** Opening GIVEN DATA block **

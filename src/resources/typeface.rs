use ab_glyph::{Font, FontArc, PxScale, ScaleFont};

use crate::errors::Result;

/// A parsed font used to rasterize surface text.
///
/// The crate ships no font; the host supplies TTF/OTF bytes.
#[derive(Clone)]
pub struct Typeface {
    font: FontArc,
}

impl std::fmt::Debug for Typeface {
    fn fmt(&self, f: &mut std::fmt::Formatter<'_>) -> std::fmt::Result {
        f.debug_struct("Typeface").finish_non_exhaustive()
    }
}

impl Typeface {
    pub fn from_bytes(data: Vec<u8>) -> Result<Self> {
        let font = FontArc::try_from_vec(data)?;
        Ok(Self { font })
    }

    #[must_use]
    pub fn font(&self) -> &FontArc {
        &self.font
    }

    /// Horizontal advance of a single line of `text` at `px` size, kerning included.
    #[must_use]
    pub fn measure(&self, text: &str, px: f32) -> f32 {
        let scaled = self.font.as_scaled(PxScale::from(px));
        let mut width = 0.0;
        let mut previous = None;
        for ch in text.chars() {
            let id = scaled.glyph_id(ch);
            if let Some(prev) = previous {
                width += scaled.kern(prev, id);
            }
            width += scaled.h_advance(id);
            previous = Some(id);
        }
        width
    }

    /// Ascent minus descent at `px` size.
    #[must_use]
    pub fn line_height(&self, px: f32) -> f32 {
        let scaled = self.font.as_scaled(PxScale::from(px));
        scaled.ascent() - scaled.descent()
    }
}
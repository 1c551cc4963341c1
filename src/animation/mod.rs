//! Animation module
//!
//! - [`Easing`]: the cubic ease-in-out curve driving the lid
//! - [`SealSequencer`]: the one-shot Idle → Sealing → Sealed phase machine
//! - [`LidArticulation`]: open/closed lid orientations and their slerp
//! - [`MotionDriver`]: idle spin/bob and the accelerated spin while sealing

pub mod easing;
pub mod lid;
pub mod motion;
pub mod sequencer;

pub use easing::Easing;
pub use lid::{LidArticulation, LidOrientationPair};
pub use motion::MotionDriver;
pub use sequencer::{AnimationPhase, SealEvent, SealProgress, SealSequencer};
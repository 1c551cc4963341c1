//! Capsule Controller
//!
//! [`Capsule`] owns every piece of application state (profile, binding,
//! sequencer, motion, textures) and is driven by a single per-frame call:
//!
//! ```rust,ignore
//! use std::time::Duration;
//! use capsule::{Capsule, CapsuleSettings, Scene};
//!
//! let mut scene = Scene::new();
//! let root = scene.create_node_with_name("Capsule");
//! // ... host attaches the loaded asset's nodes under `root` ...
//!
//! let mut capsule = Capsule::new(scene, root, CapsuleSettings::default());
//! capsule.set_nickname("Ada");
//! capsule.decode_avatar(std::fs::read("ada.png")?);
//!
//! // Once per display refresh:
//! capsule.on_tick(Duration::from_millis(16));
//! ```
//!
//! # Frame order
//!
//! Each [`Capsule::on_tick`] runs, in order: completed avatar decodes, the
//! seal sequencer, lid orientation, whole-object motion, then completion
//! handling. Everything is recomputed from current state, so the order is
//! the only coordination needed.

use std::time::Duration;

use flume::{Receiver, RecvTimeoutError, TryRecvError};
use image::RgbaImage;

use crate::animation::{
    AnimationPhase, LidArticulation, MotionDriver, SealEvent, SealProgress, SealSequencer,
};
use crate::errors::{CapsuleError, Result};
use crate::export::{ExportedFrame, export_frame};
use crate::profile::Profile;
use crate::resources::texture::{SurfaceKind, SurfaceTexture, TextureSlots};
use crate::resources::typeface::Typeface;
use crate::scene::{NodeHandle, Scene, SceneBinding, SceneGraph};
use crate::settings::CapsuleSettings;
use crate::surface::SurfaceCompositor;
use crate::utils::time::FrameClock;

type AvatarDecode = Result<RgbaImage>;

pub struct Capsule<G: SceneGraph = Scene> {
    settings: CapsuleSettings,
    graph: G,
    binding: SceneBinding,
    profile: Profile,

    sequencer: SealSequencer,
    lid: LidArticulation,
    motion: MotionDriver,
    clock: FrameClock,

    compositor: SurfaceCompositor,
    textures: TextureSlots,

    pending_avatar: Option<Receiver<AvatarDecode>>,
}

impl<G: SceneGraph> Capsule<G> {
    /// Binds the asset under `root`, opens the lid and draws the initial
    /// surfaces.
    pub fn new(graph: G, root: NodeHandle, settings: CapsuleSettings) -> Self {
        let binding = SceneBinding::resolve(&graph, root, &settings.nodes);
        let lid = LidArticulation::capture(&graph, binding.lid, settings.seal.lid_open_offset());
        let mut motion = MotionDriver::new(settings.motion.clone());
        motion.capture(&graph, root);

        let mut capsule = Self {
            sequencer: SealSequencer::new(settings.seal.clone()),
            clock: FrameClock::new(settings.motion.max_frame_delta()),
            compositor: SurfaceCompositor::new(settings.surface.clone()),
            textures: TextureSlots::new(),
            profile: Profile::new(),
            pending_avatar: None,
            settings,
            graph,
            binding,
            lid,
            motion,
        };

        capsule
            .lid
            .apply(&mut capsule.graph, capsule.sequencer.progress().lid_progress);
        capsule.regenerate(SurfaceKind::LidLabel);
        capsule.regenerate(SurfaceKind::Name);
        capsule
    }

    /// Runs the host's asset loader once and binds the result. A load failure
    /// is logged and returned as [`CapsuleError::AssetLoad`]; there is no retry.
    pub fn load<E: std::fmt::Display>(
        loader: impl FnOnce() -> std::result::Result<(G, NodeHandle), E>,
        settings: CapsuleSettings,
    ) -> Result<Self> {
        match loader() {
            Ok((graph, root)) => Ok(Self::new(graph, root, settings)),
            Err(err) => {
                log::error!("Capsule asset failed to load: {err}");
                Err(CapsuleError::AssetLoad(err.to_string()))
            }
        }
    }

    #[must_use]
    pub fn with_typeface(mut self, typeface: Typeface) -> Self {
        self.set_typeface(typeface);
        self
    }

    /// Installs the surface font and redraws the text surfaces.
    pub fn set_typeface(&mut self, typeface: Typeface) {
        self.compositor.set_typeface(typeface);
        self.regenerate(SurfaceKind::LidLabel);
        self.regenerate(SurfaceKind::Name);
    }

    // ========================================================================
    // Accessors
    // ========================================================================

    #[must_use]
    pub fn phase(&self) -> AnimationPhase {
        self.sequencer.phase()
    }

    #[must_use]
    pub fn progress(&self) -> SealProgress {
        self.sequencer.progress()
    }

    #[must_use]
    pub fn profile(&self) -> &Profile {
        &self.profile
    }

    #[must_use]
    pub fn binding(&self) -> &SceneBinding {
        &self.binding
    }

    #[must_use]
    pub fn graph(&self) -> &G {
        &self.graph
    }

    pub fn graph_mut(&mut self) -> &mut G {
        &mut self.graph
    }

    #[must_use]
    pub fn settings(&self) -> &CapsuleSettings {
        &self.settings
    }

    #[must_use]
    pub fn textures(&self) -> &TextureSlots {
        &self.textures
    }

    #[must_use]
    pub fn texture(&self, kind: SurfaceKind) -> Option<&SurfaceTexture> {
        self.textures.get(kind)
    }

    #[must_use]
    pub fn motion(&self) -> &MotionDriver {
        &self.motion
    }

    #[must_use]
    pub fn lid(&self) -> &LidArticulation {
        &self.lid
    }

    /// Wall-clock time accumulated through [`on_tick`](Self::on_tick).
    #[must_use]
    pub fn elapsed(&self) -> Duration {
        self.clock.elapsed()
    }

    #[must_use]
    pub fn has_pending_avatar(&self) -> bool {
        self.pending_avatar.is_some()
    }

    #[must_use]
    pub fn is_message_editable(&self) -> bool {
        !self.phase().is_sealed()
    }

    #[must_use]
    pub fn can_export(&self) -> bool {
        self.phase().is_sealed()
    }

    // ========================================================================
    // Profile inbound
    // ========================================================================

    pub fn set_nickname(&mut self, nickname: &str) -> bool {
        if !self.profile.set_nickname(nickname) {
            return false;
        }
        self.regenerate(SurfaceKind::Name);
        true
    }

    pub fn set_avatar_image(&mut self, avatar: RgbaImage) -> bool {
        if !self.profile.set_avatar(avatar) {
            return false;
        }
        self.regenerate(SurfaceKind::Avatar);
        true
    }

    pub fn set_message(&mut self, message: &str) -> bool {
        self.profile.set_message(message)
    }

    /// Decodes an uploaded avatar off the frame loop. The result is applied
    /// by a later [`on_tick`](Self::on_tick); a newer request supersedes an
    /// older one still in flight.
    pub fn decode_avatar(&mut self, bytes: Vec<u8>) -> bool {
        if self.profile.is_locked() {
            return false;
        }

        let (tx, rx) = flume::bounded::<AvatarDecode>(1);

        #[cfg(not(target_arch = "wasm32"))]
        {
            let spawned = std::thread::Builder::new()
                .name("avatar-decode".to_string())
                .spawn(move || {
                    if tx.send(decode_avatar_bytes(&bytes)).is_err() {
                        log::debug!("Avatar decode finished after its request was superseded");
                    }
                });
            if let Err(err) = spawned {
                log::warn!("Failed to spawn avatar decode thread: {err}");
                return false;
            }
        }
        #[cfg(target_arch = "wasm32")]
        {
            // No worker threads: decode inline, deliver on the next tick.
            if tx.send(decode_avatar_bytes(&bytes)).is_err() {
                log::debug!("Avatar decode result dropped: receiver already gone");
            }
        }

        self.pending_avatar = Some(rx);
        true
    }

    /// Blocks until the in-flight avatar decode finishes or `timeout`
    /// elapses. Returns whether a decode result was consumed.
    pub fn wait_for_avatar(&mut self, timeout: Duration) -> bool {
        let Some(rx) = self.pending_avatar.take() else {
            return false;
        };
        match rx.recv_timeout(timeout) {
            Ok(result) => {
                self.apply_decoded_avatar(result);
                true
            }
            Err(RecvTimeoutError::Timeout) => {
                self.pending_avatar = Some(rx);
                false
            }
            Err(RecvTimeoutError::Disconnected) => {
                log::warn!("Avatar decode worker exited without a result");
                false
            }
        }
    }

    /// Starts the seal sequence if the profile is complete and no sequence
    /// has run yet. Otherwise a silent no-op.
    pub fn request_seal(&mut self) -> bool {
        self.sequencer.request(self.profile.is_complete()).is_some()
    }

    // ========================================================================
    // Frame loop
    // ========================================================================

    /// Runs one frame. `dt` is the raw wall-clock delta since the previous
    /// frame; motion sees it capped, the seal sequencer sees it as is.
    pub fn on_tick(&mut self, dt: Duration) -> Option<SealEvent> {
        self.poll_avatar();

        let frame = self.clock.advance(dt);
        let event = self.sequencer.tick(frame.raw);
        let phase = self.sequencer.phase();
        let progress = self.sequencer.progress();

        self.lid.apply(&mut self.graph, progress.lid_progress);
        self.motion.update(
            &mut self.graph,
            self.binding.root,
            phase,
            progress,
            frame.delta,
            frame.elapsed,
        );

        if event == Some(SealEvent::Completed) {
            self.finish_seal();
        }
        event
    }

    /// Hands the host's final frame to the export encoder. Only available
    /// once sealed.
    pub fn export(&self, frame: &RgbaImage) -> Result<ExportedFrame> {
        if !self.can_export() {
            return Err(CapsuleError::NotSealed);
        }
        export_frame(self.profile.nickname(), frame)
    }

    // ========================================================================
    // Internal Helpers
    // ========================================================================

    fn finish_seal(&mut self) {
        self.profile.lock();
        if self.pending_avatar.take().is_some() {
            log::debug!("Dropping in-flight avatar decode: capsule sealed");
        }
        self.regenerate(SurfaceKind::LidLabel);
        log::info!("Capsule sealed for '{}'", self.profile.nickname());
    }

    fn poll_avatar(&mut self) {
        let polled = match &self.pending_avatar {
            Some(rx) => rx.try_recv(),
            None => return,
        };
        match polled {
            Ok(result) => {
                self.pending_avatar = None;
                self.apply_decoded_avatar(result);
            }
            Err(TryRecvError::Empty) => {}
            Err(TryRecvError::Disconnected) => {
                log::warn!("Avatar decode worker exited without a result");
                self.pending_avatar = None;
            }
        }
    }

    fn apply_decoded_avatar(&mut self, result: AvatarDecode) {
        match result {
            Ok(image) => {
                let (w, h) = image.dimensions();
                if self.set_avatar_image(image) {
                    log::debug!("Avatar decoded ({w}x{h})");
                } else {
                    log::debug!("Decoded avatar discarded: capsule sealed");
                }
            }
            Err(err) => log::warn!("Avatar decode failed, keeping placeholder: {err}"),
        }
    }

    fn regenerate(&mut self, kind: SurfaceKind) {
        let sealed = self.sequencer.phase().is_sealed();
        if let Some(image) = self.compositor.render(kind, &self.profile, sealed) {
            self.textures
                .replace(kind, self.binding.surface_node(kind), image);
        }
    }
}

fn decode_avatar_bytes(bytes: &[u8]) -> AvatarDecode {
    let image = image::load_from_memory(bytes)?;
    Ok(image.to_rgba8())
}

** Closing GIVEN DATA block **

§ TASK TO CARRY OUT: Where does "else" occur in the data? Copy each line that has it.

§ REPLY:
        let Some(rx) = self.pending_avatar.take() else {
                } else {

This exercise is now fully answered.